There is nothing like a five and a half day Christmas break - especially when those days are filled with books. Because, yes, of course I'm the auntie who gives books for presents. Like you need more toys? Please. In my day we played with glass soda bottles and wooden napkin rings. And Cabbage Patch Kids. And Barbie. And My Little Pony. And Legos. And I was trying to make a point, what was it.
Right! Books! For presents! Easy to store, easy to wrap.
I also made sure to hit up the library before they closed for the holiday to pick up - among other things - my hold of B.J. Novak's The Book With No Pictures. I figured it would be a good read for my five-year-old niece who would be old enough to appreciate the humor.
And did she ever.
She giggled throughout the first reading, and then asked me to read it again, giggling in anticipation of the parts she had already laughed at once. The next night, she asked for it again, and by the third night, she was reading it to me. (With help from her mother. She is, after all, only five, and the book does include words a bit beyond her current vocabulary.)
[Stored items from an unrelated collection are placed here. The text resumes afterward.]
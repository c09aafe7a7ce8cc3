//! Data types shared by the selector, classifier and matcher.

pub mod config;
pub mod fingerprint;
pub mod fragment;
pub mod pattern;
pub mod xml;
//! Configuration types for fragment selection, classification and matching.
//!
//! All tunables are plain values; nothing is read from files or the
//! environment. Each config validates itself once, at construction of the
//! component that uses it.

use serde::{Deserialize, Serialize};

use crate::error::{DiscoveryError, Result};

/// Configuration for the fragment selector.
#[derive(Debug, Clone, PartialEq, Serialize, Deserialize)]
pub struct SelectorConfig {
    /// Upper bound of the complexity window.
    ///
    /// Nodes above it are split into their children. Default: 4000.
    pub max_fragment_chars: usize,

    /// Lower bound of the complexity window.
    ///
    /// Default: 200.
    pub min_fragment_chars: usize,

    /// Maximum fragments returned; extra fragments are dropped by
    /// usefulness. Default: 20.
    pub max_fragments: usize,

    /// How deep below the root the selector may descend. Default: 8.
    /// Oversized nodes are split down to this depth; nodes that are too
    /// small or not useful enough only hand off to children above it.
    pub max_recursion_depth: usize,
}

impl Default for SelectorConfig {
    fn default() -> Self {
        Self {
            max_fragment_chars: 4000,
            min_fragment_chars: 200,
            max_fragments: 20,
            max_recursion_depth: 8,
        }
    }
}

impl SelectorConfig {
    /// Create a new config with default values.
    pub fn new() -> Self {
        Self::default()
    }

    /// Set the complexity window.
    pub fn with_window(mut self, min_chars: usize, max_chars: usize) -> Self {
        self.min_fragment_chars = min_chars;
        self.max_fragment_chars = max_chars;
        self
    }

    /// Set the fragment cap.
    pub fn with_max_fragments(mut self, max: usize) -> Self {
        self.max_fragments = max;
        self
    }

    /// Set the recursion bound.
    pub fn with_max_depth(mut self, depth: usize) -> Self {
        self.max_recursion_depth = depth;
        self
    }

    pub fn validate(&self) -> Result<()> {
        if self.min_fragment_chars > self.max_fragment_chars {
            return Err(DiscoveryError::invalid_config(format!(
                "min_fragment_chars ({}) exceeds max_fragment_chars ({})",
                self.min_fragment_chars, self.max_fragment_chars
            )));
        }
        if self.max_fragment_chars == 0 {
            return Err(DiscoveryError::invalid_config(
                "max_fragment_chars must be positive",
            ));
        }
        if self.max_fragments == 0 {
            return Err(DiscoveryError::invalid_config(
                "max_fragments must be positive",
            ));
        }
        Ok(())
    }
}

/// Configuration for the pattern value classifier.
#[derive(Debug, Clone, PartialEq, Serialize, Deserialize)]
pub struct ClassifierConfig {
    /// Minimum score (0-100) a pattern needs to survive filtering.
    ///
    /// Default: 60 (MODERATE and above).
    pub min_score: f32,
}

impl Default for ClassifierConfig {
    fn default() -> Self {
        Self { min_score: 60.0 }
    }
}

impl ClassifierConfig {
    pub fn new() -> Self {
        Self::default()
    }

    pub fn with_min_score(mut self, min_score: f32) -> Self {
        self.min_score = min_score;
        self
    }

    pub fn validate(&self) -> Result<()> {
        if !(0.0..=100.0).contains(&self.min_score) {
            return Err(DiscoveryError::invalid_config(format!(
                "min_score must be within [0, 100], got {}",
                self.min_score
            )));
        }
        Ok(())
    }
}

/// Configuration for fingerprint matching.
#[derive(Debug, Clone, PartialEq, Serialize, Deserialize)]
pub struct MatcherConfig {
    /// Minimum similarity (0.0 to 1.0) for a fingerprint to be reported.
    ///
    /// Default: 0.7.
    pub similarity_threshold: f32,

    /// Matches kept by [`identify`](crate::FingerprintMatcher::identify).
    ///
    /// Default: 5.
    pub max_matches: usize,

    /// Suggested signatures reported when nothing matches.
    ///
    /// Default: 5.
    pub max_suggestions: usize,
}

impl Default for MatcherConfig {
    fn default() -> Self {
        Self {
            similarity_threshold: 0.7,
            max_matches: 5,
            max_suggestions: 5,
        }
    }
}

impl MatcherConfig {
    pub fn new() -> Self {
        Self::default()
    }

    pub fn with_threshold(mut self, threshold: f32) -> Self {
        self.similarity_threshold = threshold;
        self
    }

    pub fn with_max_matches(mut self, max: usize) -> Self {
        self.max_matches = max;
        self
    }

    pub fn with_max_suggestions(mut self, max: usize) -> Self {
        self.max_suggestions = max;
        self
    }

    pub fn validate(&self) -> Result<()> {
        validate_threshold(self.similarity_threshold)
    }
}

pub(crate) fn validate_threshold(threshold: f32) -> Result<()> {
    if !(0.0..=1.0).contains(&threshold) {
        return Err(DiscoveryError::invalid_config(format!(
            "similarity_threshold must be within [0, 1], got {}",
            threshold
        )));
    }
    Ok(())
}

#[cfg(test)]
mod tests {
    use super::*;

    #[test]
    fn test_defaults_are_valid() {
        assert!(SelectorConfig::default().validate().is_ok());
        assert!(ClassifierConfig::default().validate().is_ok());
        assert!(MatcherConfig::default().validate().is_ok());
    }

    #[test]
    fn test_selector_window_must_be_ordered() {
        let config = SelectorConfig::new().with_window(500, 100);
        assert!(matches!(
            config.validate(),
            Err(DiscoveryError::InvalidConfig { .. })
        ));
    }

    #[test]
    fn test_selector_needs_positive_cap() {
        assert!(SelectorConfig::new().with_max_fragments(0).validate().is_err());
        assert!(SelectorConfig::new().with_window(0, 0).validate().is_err());
    }

    #[test]
    fn test_threshold_bounds() {
        assert!(MatcherConfig::new().with_threshold(1.5).validate().is_err());
        assert!(MatcherConfig::new().with_threshold(-0.1).validate().is_err());
        assert!(MatcherConfig::new().with_threshold(f32::NAN).validate().is_err());
        assert!(MatcherConfig::new().with_threshold(0.0).validate().is_ok());
    }

    #[test]
    fn test_min_score_bounds() {
        assert!(ClassifierConfig::new().with_min_score(101.0).validate().is_err());
        assert!(ClassifierConfig::new().with_min_score(f32::NAN).validate().is_err());
    }
}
There was something kind of amazing about seeing that happen, about watching a child's enthusiasm for a story translate into the desire to want to read herself. On the smallest, most individual scale, I had just witnessed in practice the theory that I preach to all the youth services librarians in my system - that to encourage pleasure reading is to help develop a love of reading in children. Part of that is letting kids pick out books that appeal to them, but another part of it is throwing books in their path that they might not have picked out on their own.
In many communities in my rural system, the library is one of the very few places that kids can even lay their hands on a book, so having the opportunity to expose children to titles that they might not see at school or in the magazine aisle of their local grocery store is just so important and awesome.
Or at least I think so. But then, I would. I'm the auntie who gives books for presents.